Since we're given the slope and the $y$-intercept, we'll use the slope-intercept form. $m = 6, b = 4$.

$y = mx + b$
$y = 6x + 4$

Example $\PageIndex{2}$

$m = -\dfrac{3}{4}$, $y$-intercept $(0, \dfrac{1}{8})$

Since we're given the slope and the $y$-intercept, we'll use the slope-intercept form. $m = \dfrac{-3}{4}$,

$b = \dfrac{1}{8}$
$y=mx + b$
$y = -\dfrac{3}{4}x + \dfrac{1}{8}$

Example $\PageIndex{3}$

$m = 2$, the point $(4, 3)$.

Since we're given the slope and some point, we'll use the point-slope form.
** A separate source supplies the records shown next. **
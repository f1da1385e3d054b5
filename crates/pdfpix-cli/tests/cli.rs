use assert_cmd::cargo::cargo_bin_cmd;
use predicates::prelude::*;

#[test]
fn test_missing_argument_prints_usage() {
    let work = tempfile::tempdir().unwrap();

    cargo_bin_cmd!("pdfpix")
        .current_dir(work.path())
        .assert()
        .code(1)
        .stderr(predicate::str::contains("missing PDF file"))
        .stderr(predicate::str::contains("Usage: pdfpix <path-to-pdf-file> [-b]"));

    assert!(!work.path().join("images").exists());
}

#[test]
fn test_nonexistent_pdf() {
    let work = tempfile::tempdir().unwrap();

    cargo_bin_cmd!("pdfpix")
        .current_dir(work.path())
        .arg("nowhere.pdf")
        .assert()
        .code(1)
        .stderr(predicate::str::contains("PDF file 'nowhere.pdf' does not exist"));

    assert!(!work.path().join("images").exists());
}

#[test]
fn test_nonexistent_pdf_in_buffered_mode() {
    let work = tempfile::tempdir().unwrap();

    cargo_bin_cmd!("pdfpix")
        .current_dir(work.path())
        .args(["nowhere.pdf", "-b"])
        .assert()
        .code(1)
        .stderr(predicate::str::contains("does not exist"));
}

#[test]
fn test_directory_is_rejected() {
    let work = tempfile::tempdir().unwrap();
    std::fs::create_dir(work.path().join("folder.pdf")).unwrap();

    cargo_bin_cmd!("pdfpix")
        .current_dir(work.path())
        .arg("folder.pdf")
        .assert()
        .code(1)
        .stderr(predicate::str::contains("is not a file"));
}

#[test]
fn test_corrupt_pdf_keeps_previous_images() {
    let work = tempfile::tempdir().unwrap();
    std::fs::write(work.path().join("broken.pdf"), b"this is not a pdf").unwrap();
    let images = work.path().join("images");
    std::fs::create_dir(&images).unwrap();
    std::fs::write(images.join("image_000000.png"), b"previous run").unwrap();

    cargo_bin_cmd!("pdfpix")
        .current_dir(work.path())
        .arg("broken.pdf")
        .assert()
        .code(1)
        .stderr(predicate::str::contains("failed to parse PDF"));

    assert!(images.join("image_000000.png").exists());
}

#[test]
fn test_help_lists_buffered_flag() {
    cargo_bin_cmd!("pdfpix")
        .arg("--help")
        .assert()
        .success()
        .stdout(predicate::str::contains("--buffered"));
}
$y - y_1 = m(x - x_1)$. Let $(x_1, y_1)$ be $(4,3)$.
$y-3=2(x-4)$ Put this equation in slope-intercept form by solving for $y$.
$y-3=2x-8$
$y = 2x-5$

Example $\PageIndex{4}$

$m = -5$, the point $(-3, 0)$

Write the equation in slope-intercept form.

Since we're given the slope and some point, we'll use the point-slope form.

$\begin{aligned} y-y_1&=m(x-x_1)&\text{ Let } (x_1,y_1) \text{ be } (-3,0)\\ y-0&=-5[x-(-3)]\\ y&=-5(x+3)&\text{ Solve for } y\\ y&=-5x-15 \end{aligned}$

Example $\PageIndex{5}$

$m = -1$, the point $(0, 7)$.

Write the equation in slope-intercept form.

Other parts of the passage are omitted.